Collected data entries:
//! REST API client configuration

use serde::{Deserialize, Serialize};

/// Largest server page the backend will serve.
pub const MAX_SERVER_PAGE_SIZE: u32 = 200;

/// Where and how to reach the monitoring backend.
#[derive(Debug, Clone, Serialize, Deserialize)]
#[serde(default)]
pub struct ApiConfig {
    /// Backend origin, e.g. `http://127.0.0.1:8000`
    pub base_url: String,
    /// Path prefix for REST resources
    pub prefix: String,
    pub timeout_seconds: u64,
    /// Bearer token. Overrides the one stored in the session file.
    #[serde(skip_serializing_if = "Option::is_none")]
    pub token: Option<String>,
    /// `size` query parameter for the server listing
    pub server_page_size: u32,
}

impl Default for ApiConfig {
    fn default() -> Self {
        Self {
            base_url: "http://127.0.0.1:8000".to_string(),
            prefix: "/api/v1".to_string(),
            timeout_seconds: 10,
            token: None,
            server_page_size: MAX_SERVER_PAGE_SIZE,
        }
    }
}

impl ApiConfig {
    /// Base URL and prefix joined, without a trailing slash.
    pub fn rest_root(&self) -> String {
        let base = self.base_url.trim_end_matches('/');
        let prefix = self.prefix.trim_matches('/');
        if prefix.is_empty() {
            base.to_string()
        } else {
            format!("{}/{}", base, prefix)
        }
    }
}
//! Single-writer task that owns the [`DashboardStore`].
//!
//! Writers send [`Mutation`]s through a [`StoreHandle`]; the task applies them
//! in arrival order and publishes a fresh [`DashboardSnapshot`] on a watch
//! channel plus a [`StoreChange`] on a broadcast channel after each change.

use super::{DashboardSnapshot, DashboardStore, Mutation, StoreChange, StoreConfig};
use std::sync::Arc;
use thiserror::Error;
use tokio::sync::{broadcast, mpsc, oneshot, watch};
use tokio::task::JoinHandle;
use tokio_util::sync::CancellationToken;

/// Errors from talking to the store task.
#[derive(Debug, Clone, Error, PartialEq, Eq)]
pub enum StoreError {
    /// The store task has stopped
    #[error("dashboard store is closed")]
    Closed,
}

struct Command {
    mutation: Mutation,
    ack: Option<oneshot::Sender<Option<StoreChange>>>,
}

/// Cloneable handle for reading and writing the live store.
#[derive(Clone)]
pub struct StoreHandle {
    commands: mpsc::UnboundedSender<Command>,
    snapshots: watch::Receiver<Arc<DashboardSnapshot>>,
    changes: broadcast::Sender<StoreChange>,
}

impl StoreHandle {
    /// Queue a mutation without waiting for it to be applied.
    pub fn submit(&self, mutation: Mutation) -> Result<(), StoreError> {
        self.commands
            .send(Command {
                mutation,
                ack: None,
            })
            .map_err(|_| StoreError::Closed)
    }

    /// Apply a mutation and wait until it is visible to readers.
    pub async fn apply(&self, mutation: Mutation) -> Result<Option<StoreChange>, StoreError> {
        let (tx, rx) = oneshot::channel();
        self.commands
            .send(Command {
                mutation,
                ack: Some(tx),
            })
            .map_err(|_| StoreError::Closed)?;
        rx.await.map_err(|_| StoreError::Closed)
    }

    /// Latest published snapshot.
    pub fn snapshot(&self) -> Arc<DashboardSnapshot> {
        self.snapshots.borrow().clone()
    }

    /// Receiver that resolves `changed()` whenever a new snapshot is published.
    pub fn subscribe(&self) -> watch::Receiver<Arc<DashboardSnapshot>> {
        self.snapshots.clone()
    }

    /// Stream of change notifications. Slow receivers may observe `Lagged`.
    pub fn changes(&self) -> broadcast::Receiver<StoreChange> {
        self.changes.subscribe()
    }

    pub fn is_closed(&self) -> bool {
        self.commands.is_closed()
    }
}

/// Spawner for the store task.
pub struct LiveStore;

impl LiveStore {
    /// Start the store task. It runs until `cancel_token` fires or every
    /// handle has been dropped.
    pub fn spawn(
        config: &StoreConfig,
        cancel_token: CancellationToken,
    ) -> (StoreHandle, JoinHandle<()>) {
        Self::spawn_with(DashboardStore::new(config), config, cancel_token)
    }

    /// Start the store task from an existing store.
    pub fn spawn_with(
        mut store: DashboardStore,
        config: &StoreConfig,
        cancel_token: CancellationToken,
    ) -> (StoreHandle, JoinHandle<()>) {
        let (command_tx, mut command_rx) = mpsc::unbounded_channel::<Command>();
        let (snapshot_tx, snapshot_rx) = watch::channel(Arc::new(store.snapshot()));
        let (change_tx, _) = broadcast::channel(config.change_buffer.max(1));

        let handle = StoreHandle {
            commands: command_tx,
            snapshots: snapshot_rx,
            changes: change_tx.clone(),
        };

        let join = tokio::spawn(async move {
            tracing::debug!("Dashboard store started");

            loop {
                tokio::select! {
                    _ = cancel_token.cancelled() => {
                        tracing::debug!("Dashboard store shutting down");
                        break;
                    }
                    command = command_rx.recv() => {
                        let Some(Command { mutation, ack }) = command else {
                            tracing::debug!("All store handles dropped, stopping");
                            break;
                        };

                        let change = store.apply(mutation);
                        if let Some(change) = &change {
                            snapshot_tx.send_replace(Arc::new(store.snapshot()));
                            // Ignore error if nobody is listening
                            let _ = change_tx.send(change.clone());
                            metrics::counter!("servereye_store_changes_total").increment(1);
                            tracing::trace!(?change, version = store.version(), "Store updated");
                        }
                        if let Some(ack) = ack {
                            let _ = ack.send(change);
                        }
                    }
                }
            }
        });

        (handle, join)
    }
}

...

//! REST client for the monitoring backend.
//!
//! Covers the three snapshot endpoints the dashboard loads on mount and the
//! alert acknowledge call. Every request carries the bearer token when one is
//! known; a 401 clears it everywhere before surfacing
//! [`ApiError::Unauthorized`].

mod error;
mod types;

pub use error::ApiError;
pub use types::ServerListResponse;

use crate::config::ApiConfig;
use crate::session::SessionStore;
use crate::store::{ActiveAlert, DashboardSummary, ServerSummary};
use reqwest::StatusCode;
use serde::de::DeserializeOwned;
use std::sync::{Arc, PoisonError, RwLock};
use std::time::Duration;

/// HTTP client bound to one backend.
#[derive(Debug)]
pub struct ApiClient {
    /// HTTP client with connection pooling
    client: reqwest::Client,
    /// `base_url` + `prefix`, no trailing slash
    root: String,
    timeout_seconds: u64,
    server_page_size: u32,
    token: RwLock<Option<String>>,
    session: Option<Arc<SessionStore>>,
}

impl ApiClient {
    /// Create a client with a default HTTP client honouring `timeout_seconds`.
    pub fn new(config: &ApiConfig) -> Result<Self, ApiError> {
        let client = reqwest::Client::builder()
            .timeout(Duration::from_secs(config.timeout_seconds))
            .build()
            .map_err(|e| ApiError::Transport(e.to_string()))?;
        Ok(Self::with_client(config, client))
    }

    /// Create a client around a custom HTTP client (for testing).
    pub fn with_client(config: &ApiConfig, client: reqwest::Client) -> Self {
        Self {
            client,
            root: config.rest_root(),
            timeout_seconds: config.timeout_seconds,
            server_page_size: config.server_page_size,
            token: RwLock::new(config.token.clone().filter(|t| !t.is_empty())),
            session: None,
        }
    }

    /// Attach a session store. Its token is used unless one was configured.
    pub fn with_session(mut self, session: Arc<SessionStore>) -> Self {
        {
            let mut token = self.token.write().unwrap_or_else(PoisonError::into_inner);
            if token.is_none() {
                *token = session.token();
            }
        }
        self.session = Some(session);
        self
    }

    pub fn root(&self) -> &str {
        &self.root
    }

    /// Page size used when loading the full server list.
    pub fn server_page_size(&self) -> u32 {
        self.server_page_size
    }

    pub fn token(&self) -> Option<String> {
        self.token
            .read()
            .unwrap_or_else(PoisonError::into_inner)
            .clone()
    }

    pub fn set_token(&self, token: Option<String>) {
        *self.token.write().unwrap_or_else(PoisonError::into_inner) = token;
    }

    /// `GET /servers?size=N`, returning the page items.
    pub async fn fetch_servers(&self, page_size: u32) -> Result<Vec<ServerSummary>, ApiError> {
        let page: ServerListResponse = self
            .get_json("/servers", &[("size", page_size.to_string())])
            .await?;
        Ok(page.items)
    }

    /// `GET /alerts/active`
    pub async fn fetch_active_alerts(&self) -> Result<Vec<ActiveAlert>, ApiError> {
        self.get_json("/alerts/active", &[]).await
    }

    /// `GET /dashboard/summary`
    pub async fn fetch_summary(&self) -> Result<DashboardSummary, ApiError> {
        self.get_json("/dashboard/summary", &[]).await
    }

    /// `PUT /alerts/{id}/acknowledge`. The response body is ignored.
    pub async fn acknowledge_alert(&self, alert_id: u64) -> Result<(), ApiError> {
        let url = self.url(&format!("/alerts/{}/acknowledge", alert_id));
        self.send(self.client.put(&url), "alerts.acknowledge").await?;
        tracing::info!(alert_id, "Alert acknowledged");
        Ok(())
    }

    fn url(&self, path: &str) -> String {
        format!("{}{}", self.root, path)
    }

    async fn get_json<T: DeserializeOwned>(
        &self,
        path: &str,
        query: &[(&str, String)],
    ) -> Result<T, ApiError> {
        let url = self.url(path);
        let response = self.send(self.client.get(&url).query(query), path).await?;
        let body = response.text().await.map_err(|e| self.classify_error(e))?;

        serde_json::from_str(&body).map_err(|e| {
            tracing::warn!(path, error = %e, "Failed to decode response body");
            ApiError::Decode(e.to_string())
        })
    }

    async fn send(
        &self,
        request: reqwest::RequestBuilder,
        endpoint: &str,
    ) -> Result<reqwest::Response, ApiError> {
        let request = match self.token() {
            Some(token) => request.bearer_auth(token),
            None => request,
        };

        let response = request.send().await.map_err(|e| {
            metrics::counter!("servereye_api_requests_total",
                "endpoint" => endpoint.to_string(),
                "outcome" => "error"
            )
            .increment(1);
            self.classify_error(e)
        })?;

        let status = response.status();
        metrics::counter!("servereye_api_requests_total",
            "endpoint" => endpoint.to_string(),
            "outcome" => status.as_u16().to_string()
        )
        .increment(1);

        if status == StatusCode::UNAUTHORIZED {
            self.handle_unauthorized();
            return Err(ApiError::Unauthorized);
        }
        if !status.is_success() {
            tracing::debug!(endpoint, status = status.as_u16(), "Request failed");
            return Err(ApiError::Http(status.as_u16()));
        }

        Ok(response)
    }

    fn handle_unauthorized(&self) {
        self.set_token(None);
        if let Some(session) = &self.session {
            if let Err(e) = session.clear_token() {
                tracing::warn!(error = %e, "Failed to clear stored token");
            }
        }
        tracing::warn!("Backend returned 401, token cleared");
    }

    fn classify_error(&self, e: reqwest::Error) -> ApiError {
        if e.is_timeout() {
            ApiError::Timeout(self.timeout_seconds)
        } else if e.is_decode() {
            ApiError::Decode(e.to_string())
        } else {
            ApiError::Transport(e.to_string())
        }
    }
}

---

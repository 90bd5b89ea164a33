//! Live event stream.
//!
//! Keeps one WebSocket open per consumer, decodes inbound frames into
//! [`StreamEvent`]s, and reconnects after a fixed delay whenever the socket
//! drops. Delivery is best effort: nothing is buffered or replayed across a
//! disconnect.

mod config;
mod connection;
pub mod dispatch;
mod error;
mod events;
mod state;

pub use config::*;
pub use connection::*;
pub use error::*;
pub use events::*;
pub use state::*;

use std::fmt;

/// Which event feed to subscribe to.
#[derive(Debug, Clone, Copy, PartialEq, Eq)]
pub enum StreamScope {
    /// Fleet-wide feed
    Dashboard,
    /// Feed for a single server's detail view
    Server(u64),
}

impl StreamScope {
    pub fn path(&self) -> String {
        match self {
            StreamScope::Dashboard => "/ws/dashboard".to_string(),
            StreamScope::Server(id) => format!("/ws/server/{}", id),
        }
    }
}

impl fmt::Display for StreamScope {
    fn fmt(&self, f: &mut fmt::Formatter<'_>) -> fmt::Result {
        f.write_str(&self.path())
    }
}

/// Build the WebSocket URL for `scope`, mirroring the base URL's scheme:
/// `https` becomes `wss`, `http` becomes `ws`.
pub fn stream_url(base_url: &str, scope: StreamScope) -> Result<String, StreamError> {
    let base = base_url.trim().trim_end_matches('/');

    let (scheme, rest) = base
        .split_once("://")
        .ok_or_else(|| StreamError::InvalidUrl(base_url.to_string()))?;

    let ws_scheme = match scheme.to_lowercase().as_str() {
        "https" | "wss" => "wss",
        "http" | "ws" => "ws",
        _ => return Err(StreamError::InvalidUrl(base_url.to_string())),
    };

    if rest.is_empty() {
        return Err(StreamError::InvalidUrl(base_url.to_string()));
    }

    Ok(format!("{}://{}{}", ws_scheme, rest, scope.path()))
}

- [AIM OF THE TASK]:
Reproduce the entries above exactly, but only the lines between the line holding "base.to_string()" and the line holding "in arrival order", inclusive.

- [THE ANSWER]:
            base.to_string()
        } else {
            format!("{}/{}", base, prefix)
        }
    }
}
//! Single-writer task that owns the [`DashboardStore`].
//!
//! Writers send [`Mutation`]s through a [`StoreHandle`]; the task applies them
//! in arrival order and publishes a fresh [`DashboardSnapshot`] on a watch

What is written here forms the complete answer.